Chapter 19
September 28
If Saucers Attack
THE DEMOLITION MAN arrived in the morning. Lou and I went over in the launch to pick him up. We had expected the man and his wife, but we found six people waiting at the town dock. Their luggage was lined up beside them, and beside that was a pile of about a dozen large cartons that I supposed contained the supplies and gear that a demolition man would ordinarily bring along for the elimination of a dredge.
“Hey, hey, hey, it’s the Demolition Man,” Lou shouted when we neared the dock. By way of acknowledgment, the Demolition Man went into a fighter’s crouch and made the motions of throwing a few punches to the midsection. As soon as we were at the dock, Lou leaped ashore and both of them repeated the gesture, the crouch, the punches. “Hey, Peter,” he said, “this is my friend Artie, the Demolition Man.”
“Hey, Peter,” said the Demolition Man, “nice to know you. I got the whole family here, as you can see.”
He introduced me to his wife, Nancy, his son and daughter-in-law, Otto and Esther, and his granddaughter, Louise, and her girlfriend, Miranda, and then he said to me, “My buddy Hamlet, here, tells me you’ve got room for all of us.” He gave Lou a nudge, and they exchanged a wink.
“Oh, we’ve got room, Artie,” I assured him.
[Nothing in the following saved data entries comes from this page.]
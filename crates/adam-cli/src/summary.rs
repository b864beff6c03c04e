use comfy_table::modifiers::{UTF8_ROUND_CORNERS, UTF8_SOLID_INNER_BORDERS};
use comfy_table::presets::{UTF8_FULL, UTF8_FULL_CONDENSED};
use comfy_table::{Attribute, Cell, CellAlignment, Color, ContentArrangement, Table};

use adam_cli::pipeline::AdslRun;
use adam_core::ae_query::AeQueryResponse;
use adam_core::events::ResolvedEvents;
use adam_model::{Condition, EventRule};

const SUBJECT_PREVIEW: usize = 10;

pub fn print_adsl_summary(run: &AdslRun) {
    println!("Study folder: {}", run.study_folder.display());
    println!("Domains: {}", run.loaded.join(", "));
    match &run.output {
        Some(path) => println!("Output: {}", path.display()),
        None => println!("Output: (dry run)"),
    }
    println!(
        "Subjects: {}  treated: {}  with last alive date: {}  ({} ms)",
        run.build.data.height(),
        run.build.treatment.start.len(),
        run.build.last_alive.len(),
        run.elapsed_ms
    );
    println!();
    println!("Last alive date ({}):", run.build.last_alive.mode);
    println!("{}", rule_stats_table(&run.build.last_alive));
}

fn rule_stats_table(events: &ResolvedEvents) -> Table {
    let mut table = Table::new();
    table.set_header(vec![
        header_cell("#"),
        header_cell("Rule"),
        header_cell("Rows"),
        header_cell("Qualified"),
        header_cell("Bad dates"),
        header_cell("Candidates"),
        header_cell("Selected"),
    ]);
    apply_summary_table_style(&mut table);
    for index in 0..7 {
        if index != 1 {
            align_column(&mut table, index, CellAlignment::Right);
        }
    }
    let selected = events.counts_by_rule();
    let mut total_selected = 0usize;
    for stats in &events.stats {
        let count = selected.get(stats.rule_id.as_str()).copied().unwrap_or(0);
        total_selected += count;
        table.add_row(vec![
            dim_cell(stats.event_nr),
            Cell::new(&stats.rule_id)
                .fg(Color::Blue)
                .add_attribute(Attribute::Bold),
            Cell::new(stats.source_rows),
            Cell::new(stats.qualified),
            count_cell(stats.unusable_dates, Color::Yellow),
            Cell::new(stats.candidates),
            count_cell(count, Color::Green),
        ]);
    }
    table.add_row(vec![
        dim_cell("-"),
        Cell::new("TOTAL")
            .fg(Color::Cyan)
            .add_attribute(Attribute::Bold),
        dim_cell("-"),
        dim_cell("-"),
        dim_cell("-"),
        dim_cell("-"),
        Cell::new(total_selected).add_attribute(Attribute::Bold),
    ]);
    table
}

pub fn print_ae_response(response: &AeQueryResponse) {
    let query = &response.parsed_query;
    if !response.question.is_empty() {
        println!("Question: {}", response.question);
    }
    let mut table = Table::new();
    apply_table_style(&mut table);
    table.set_header(vec![header_cell("Field"), header_cell("Value")]);
    table.add_row(vec![Cell::new("Target column"), Cell::new(&query.target_column)]);
    table.add_row(vec![Cell::new("Filter value"), Cell::new(&query.filter_value)]);
    table.add_row(vec![Cell::new("Match type"), Cell::new(query.match_type.as_str())]);
    table.add_row(vec![Cell::new("Reasoning"), Cell::new(&query.reasoning)]);
    table.add_row(vec![
        Cell::new("Unique subjects"),
        Cell::new(response.results.unique_subject_count).add_attribute(Attribute::Bold),
    ]);
    table.add_row(vec![
        Cell::new("AE records"),
        Cell::new(response.results.total_records),
    ]);
    println!("{table}");

    let subjects = &response.results.subject_ids;
    if subjects.is_empty() {
        return;
    }
    println!("Subject IDs (first {SUBJECT_PREVIEW}):");
    for subject in subjects.iter().take(SUBJECT_PREVIEW) {
        println!("  - {subject}");
    }
    if subjects.len() > SUBJECT_PREVIEW {
        println!("  ... and {} more", subjects.len() - SUBJECT_PREVIEW);
    }
}

pub fn print_rules(rules: &[EventRule]) {
    let mut table = Table::new();
    table.set_header(vec![
        header_cell("#"),
        header_cell("Rule"),
        header_cell("Source"),
        header_cell("Date"),
        header_cell("Condition"),
        header_cell("Order"),
        header_cell("Provenance"),
    ]);
    apply_table_style(&mut table);
    align_column(&mut table, 0, CellAlignment::Right);
    for (index, rule) in rules.iter().enumerate() {
        let provenance = match &rule.provenance.seq_column {
            Some(seq) => format!(
                "{} / {} / {}",
                rule.provenance.domain, seq, rule.provenance.variable
            ),
            None => format!("{} / - / {}", rule.provenance.domain, rule.provenance.variable),
        };
        let order = if rule.order.is_empty() {
            "-".to_string()
        } else {
            rule.order.join(", ")
        };
        table.add_row(vec![
            dim_cell(index + 1),
            Cell::new(&rule.id)
                .fg(Color::Blue)
                .add_attribute(Attribute::Bold),
            Cell::new(rule.source.label()),
            Cell::new(&rule.date_column),
            Cell::new(describe_condition(&rule.condition)),
            Cell::new(order),
            Cell::new(provenance),
        ]);
    }
    println!("{table}");
}

/// Short human rendering of a condition tree.
pub fn describe_condition(condition: &Condition) -> String {
    let join = |conditions: &[Condition], op: &str| {
        conditions
            .iter()
            .map(describe_condition)
            .collect::<Vec<_>>()
            .join(op)
    };
    match condition {
        Condition::Always => "-".to_string(),
        Condition::NotMissing { column } => format!("{column} present"),
        Condition::Equals { column, value } => format!("{column} = {value}"),
        Condition::NotEquals { column, value } => format!("{column} != {value}"),
        Condition::OneOf { column, values } => format!("{column} in [{}]", values.join(", ")),
        Condition::Contains { column, value } => format!("{column} contains {value}"),
        Condition::GreaterThan { column, threshold } => format!("{column} > {threshold}"),
        Condition::NumberEquals { column, value } => format!("{column} == {value}"),
        Condition::CompleteDate { column } => format!("{column} complete"),
        Condition::All { conditions } if conditions.is_empty() => "-".to_string(),
        Condition::All { conditions } => format!("({})", join(conditions, " and ")),
        Condition::Any { conditions } => format!("({})", join(conditions, " or ")),
        Condition::Not { condition } => format!("not {}", describe_condition(condition)),
    }
}

fn apply_table_style(table: &mut Table) {
    table
        .load_preset(UTF8_FULL_CONDENSED)
        .apply_modifier(UTF8_ROUND_CORNERS)
        .set_content_arrangement(ContentArrangement::Dynamic)
        .set_width(120);
}

fn apply_summary_table_style(table: &mut Table) {
    table
        .load_preset(UTF8_FULL)
        .apply_modifier(UTF8_ROUND_CORNERS)
        .apply_modifier(UTF8_SOLID_INNER_BORDERS)
        .set_content_arrangement(ContentArrangement::DynamicFullWidth)
        .set_width(100);
}

fn align_column(table: &mut Table, index: usize, alignment: CellAlignment) {
    if let Some(column) = table.column_mut(index) {
        column.set_cell_alignment(alignment);
    }
}

fn header_cell(label: &str) -> Cell {
    Cell::new(label)
        .fg(Color::Cyan)
        .add_attribute(Attribute::Bold)
}

fn count_cell(count: usize, color: Color) -> Cell {
    if count > 0 {
        Cell::new(count).fg(color).add_attribute(Attribute::Bold)
    } else {
        dim_cell(count)
    }
}

fn dim_cell<T: ToString>(value: T) -> Cell {
    Cell::new(value).fg(Color::DarkGrey)
}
“Call him the Demolition Man,” said Lou. He and Artie went into their fighters’ crouches and fired volleys of simulated punches at each other’s middles. Artie’s son and daughter-in-law rolled their eyes, and his granddaughter and her friend giggled and put their heads together and exchanged a whispered secret that made them giggle again. It was probably an assessment of the lunacy of adults. The girls wore cropped tops, which, I noticed, allowed their bellies and their belly buttons and their belly button rings to show. When I suggested that they would want coats when we got onto the bay, they smiled winningly and said okay, and I felt that things were looking up.
ALBERTINE opened a letter, skimmed it, and said, quite loudly, “Oh, shit. We’re being sued.”
“Sued?” I asked. “What for?”
“Remember Mrs. Gussman from a couple of years ago?”
“Mrs. Gussman,” I said reflectively, as if I couldn’t quite manage to bring her to mind. “I’m not sure that I — ”
“Oh, come on. The tight pants? The stiletto heels?”
I furrowed my brow and said “Tight pants — stiletto heels — ”
“The widow in heat. The one who asked you to ‘fix her plumbing.’ The one who said, and I quote, ‘I’d write my memoirs if you’d give me something to remember.’”
“Oh! That Mrs. Gussman!”
“That’s right, that one.” She smiled the smile she smiles when she does not want her picture taken. “She is suing us because of the mental anguish she suffered here.”
“I did not do a thing,” I said, raising my hands, palms out in a gesture that I’ve always assumed is a universal indication of complete innocence. “Nothing at all. I gave her absolutely nothing to remember, I swear it — just the basic guest services.”
“Well, maybe you should have given her a little something more, because in her search for some memorable moments to include in her memoirs she has discovered the trauma she suffered while she was here.”
“The assistant innkeeper’s rejection of her amorous advances?”
“Not quite. According to her lawyer or lawyers, she fell into the habit of taking long walks on the beach while she was here, at the water’s edge.”
“She can’t call that — ”
She held her hand up. “Apparently, on one morning’s walk she felt the ground move beneath her.”
“I didn’t do it. Not my fault.”
“She stepped into quicksand.”
“Oh. That can happen. It has happened to me. It’s an experience rich in metaphorical potential, valuable to a memoirist. We should have charged her extra for that.”
“And now, whenever she recalls that summer, or Small’s Island, or whenever she goes to a beach or sees the sea or draws a bath or drinks a glass of water, even bottled water, she gets a sinking feeling.”
“A sinking feeling.”
“Yes. And it’s all our fault.”
“This is not a joke.”
“This is not a joke. Here’s the statement she gave to her lawyer: ‘I was sitting on my deck, with my laptop computer in my lap, trying to recollect whether it was my mother, my father, my uncle Toby, my auntie Em, or one of the neighbors who molested me when I was a child, and I had my feet up on the breakfast table, my chair tilted back on its back legs, and then suddenly a sinking feeling came over me, and I realized that I had tipped my chair back too far and I almost fell over, but I caught myself just in time. When I was upright again and sitting there catching my breath and refreshing myself with some bottled water, I realized that the sinking feeling was familiar to me, and in a flash the memory of my stay on Small’s Island came rushing back to me and I remembered walking along the water’s edge and stepping into a soft spot in the sand — I think it was quicksand — and experiencing the same sinking feeling, and now whenever I’m near sand or water I get the same sinking feeling and it has made my life a living hell.’”
“This confirms one of your convictions,” I said.
“Which one is that?”
“That nothing good ever comes in Saturday’s mail.”